### Records to use

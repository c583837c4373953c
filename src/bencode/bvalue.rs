use bytes::Bytes;
use std::collections::BTreeMap;
use std::fmt::Display;

use super::error::BencodeError;

/// Represents a decoded Bencode term.
///
/// Bencode (pronounced like B-encode) supports four different types of values:
/// - Byte strings (arbitrary bytes, not necessarily UTF-8)
/// - Integers
/// - Lists
/// - Dictionaries keyed by byte strings
#[derive(Debug, Clone, PartialEq, Eq)]
pub enum BValue {
    /// An integer value, can be positive or negative
    /// Example: `i42e` represents 42
    Integer(i64),

    /// A byte string, prefixed with its length
    /// Example: `4:spam` represents "spam"
    String(Bytes),

    /// A list of BValue elements
    /// Example: `l4:spami42ee` represents ["spam", 42]
    List(Vec<BValue>),

    /// A dictionary mapping raw byte keys to BValues.
    /// The map keeps keys in raw byte order, which is the order they are encoded in.
    /// Example: `d3:bar4:spam3:fooi42ee` represents {"bar": "spam", "foo": 42}
    Dict(BTreeMap<Bytes, BValue>),
}

impl BValue {
    /// Creates a byte string value from UTF-8 text.
    pub fn string(s: &str) -> Self {
        BValue::String(Bytes::copy_from_slice(s.as_bytes()))
    }

    pub fn as_integer(&self) -> Option<i64> {
        match self {
            BValue::Integer(n) => Some(*n),
            _ => None,
        }
    }

    pub fn as_bytes(&self) -> Option<&Bytes> {
        match self {
            BValue::String(s) => Some(s),
            _ => None,
        }
    }

    /// Returns the byte string as UTF-8, or `None` if it is not a string or not valid UTF-8.
    pub fn as_str(&self) -> Option<&str> {
        match self {
            BValue::String(s) => std::str::from_utf8(s).ok(),
            _ => None,
        }
    }

    /// Returns the byte string as text, replacing invalid UTF-8 sequences.
    pub fn to_string_lossy(&self) -> Option<String> {
        match self {
            BValue::String(s) => Some(String::from_utf8_lossy(s).into_owned()),
            _ => None,
        }
    }

    pub fn as_list(&self) -> Option<&[BValue]> {
        match self {
            BValue::List(l) => Some(l),
            _ => None,
        }
    }

    pub fn as_dict(&self) -> Option<&BTreeMap<Bytes, BValue>> {
        match self {
            BValue::Dict(d) => Some(d),
            _ => None,
        }
    }

    pub fn into_dict(self) -> Option<BTreeMap<Bytes, BValue>> {
        match self {
            BValue::Dict(d) => Some(d),
            _ => None,
        }
    }

    /// Looks up `key` if this value is a dictionary.
    pub fn get(&self, key: &[u8]) -> Option<&BValue> {
        self.as_dict()?.get(key)
    }

    pub fn to_bytes(&self) -> Vec<u8> {
        crate::bencode::encoder::Encoder::new().encode_bvalue(self)
    }

    /// Decodes a value; empty input is an error here rather than `None`.
    pub fn from_bytes(bytes: &[u8]) -> Result<Self, BencodeError> {
        let mut decoder = crate::bencode::decoder::Decoder::new(bytes);
        decoder.parse_value()
    }

    pub fn encoding_length(&self) -> usize {
        crate::bencode::length::bvalue_length(self)
    }

    pub fn to_json(&self) -> serde_json::Value {
        serde_json::Value::from(self)
    }
}

impl From<i64> for BValue {
    fn from(n: i64) -> Self {
        BValue::Integer(n)
    }
}

impl From<&str> for BValue {
    fn from(s: &str) -> Self {
        BValue::string(s)
    }
}

impl From<Bytes> for BValue {
    fn from(b: Bytes) -> Self {
        BValue::String(b)
    }
}

impl From<Vec<BValue>> for BValue {
    fn from(l: Vec<BValue>) -> Self {
        BValue::List(l)
    }
}

impl From<BTreeMap<Bytes, BValue>> for BValue {
    fn from(d: BTreeMap<Bytes, BValue>) -> Self {
        BValue::Dict(d)
    }
}

impl TryFrom<&[u8]> for BValue {
    type Error = BencodeError;

    fn try_from(bytes: &[u8]) -> Result<Self, Self::Error> {
        Self::from_bytes(bytes)
    }
}

fn is_printable(s: &[u8]) -> bool {
    !s.iter().any(|&b| !(32..=126).contains(&b))
}

impl Display for BValue {
    fn fmt(&self, f: &mut std::fmt::Formatter<'_>) -> std::fmt::Result {
        match self {
            BValue::Integer(n) => write!(f, "{}", n),
            BValue::String(s) => {
                if is_printable(s) {
                    write!(f, "\"{}\"", String::from_utf8_lossy(s))
                } else {
                    write!(f, "\"{}\"", hex::encode(s))
                }
            }
            BValue::List(list) => {
                write!(f, "[")?;
                for (i, item) in list.iter().enumerate() {
                    if i > 0 {
                        write!(f, ",")?;
                    }
                    write!(f, "{}", item)?;
                }
                write!(f, "]")
            }
            BValue::Dict(dict) => {
                write!(f, "{{")?;
                for (i, (key, value)) in dict.iter().enumerate() {
                    if i > 0 {
                        write!(f, ",")?;
                    }
                    write!(f, "\"{}\":{}", String::from_utf8_lossy(key), value)?;
                }
                write!(f, "}}")
            }
        }
    }
}

/// JSON view for inspection. Byte strings with non-printable bytes (piece hashes,
/// binary keys) are shown as hex.
impl From<&BValue> for serde_json::Value {
    fn from(value: &BValue) -> Self {
        match value {
            BValue::Integer(n) => serde_json::Value::Number((*n).into()),
            BValue::String(s) => {
                if is_printable(s) {
                    serde_json::Value::String(String::from_utf8_lossy(s).into_owned())
                } else {
                    serde_json::Value::String(hex::encode(s))
                }
            }
            BValue::List(arr) => serde_json::Value::Array(arr.iter().map(|v| v.into()).collect()),
            BValue::Dict(map) => {
                let obj = map
                    .iter()
                    .map(|(k, v)| (String::from_utf8_lossy(k).into_owned(), v.into()))
                    .collect();
                serde_json::Value::Object(obj)
            }
        }
    }
}
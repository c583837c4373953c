//! Fetching `.torrent` bytes over HTTP.
//!
//! The identity engine itself never touches the network. Callers hand it bytes
//! obtained through a [`TorrentFetcher`]; the fetcher owns timeouts.

use async_trait::async_trait;
use bytes::Bytes;
use std::time::Duration;
use tracing::{info, warn};

use super::error::FetchError;

pub const DEFAULT_TIMEOUT: Duration = Duration::from_millis(10_000);

/// Source of raw `.torrent` bytes.
#[async_trait]
pub trait TorrentFetcher: Send + Sync {
    /// Fetches the resource at `url`, giving up after `timeout`.
    ///
    /// # Errors
    /// - `FetchError::TimedOut` - the request did not finish in time
    /// - `FetchError::Status` / `FetchError::Transport` - any other failure
    async fn fetch(&self, url: &str, timeout: Duration) -> Result<Bytes, FetchError>;
}

#[derive(Debug, Clone)]
pub struct FetchConfig {
    /// Used when the caller does not pass its own timeout.
    pub timeout: Duration,
    pub user_agent: Option<String>,
}

impl Default for FetchConfig {
    fn default() -> Self {
        Self {
            timeout: DEFAULT_TIMEOUT,
            user_agent: None,
        }
    }
}

/// [`TorrentFetcher`] backed by a shared `reqwest` client.
#[derive(Debug, Clone)]
pub struct HttpFetcher {
    client: reqwest::Client,
}

impl HttpFetcher {
    pub fn new() -> Result<Self, FetchError> {
        Self::with_config(FetchConfig::default())
    }

    pub fn with_config(config: FetchConfig) -> Result<Self, FetchError> {
        let mut builder = reqwest::Client::builder().timeout(config.timeout);
        if let Some(user_agent) = config.user_agent {
            builder = builder.user_agent(user_agent);
        }
        Ok(Self {
            client: builder.build()?,
        })
    }
}

#[async_trait]
impl TorrentFetcher for HttpFetcher {
    async fn fetch(&self, url: &str, timeout: Duration) -> Result<Bytes, FetchError> {
        info!("fetching torrent from {}", url);

        let response = self
            .client
            .get(url)
            .timeout(timeout)
            .send()
            .await
            .map_err(|e| {
                warn!("request to {} failed: {}", url, e);
                FetchError::from(e)
            })?;

        let status = response.status();
        if !status.is_success() {
            warn!("{} returned status {}", url, status);
            return Err(FetchError::Status(status.as_u16()));
        }

        Ok(response.bytes().await?)
    }
}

######

What lines of the material above hold the string "Returns"? Please copy them.

    /// Returns the byte string as UTF-8, or `None` if it is not a string or not valid UTF-8.
    /// Returns the byte string as text, replacing invalid UTF-8 sequences.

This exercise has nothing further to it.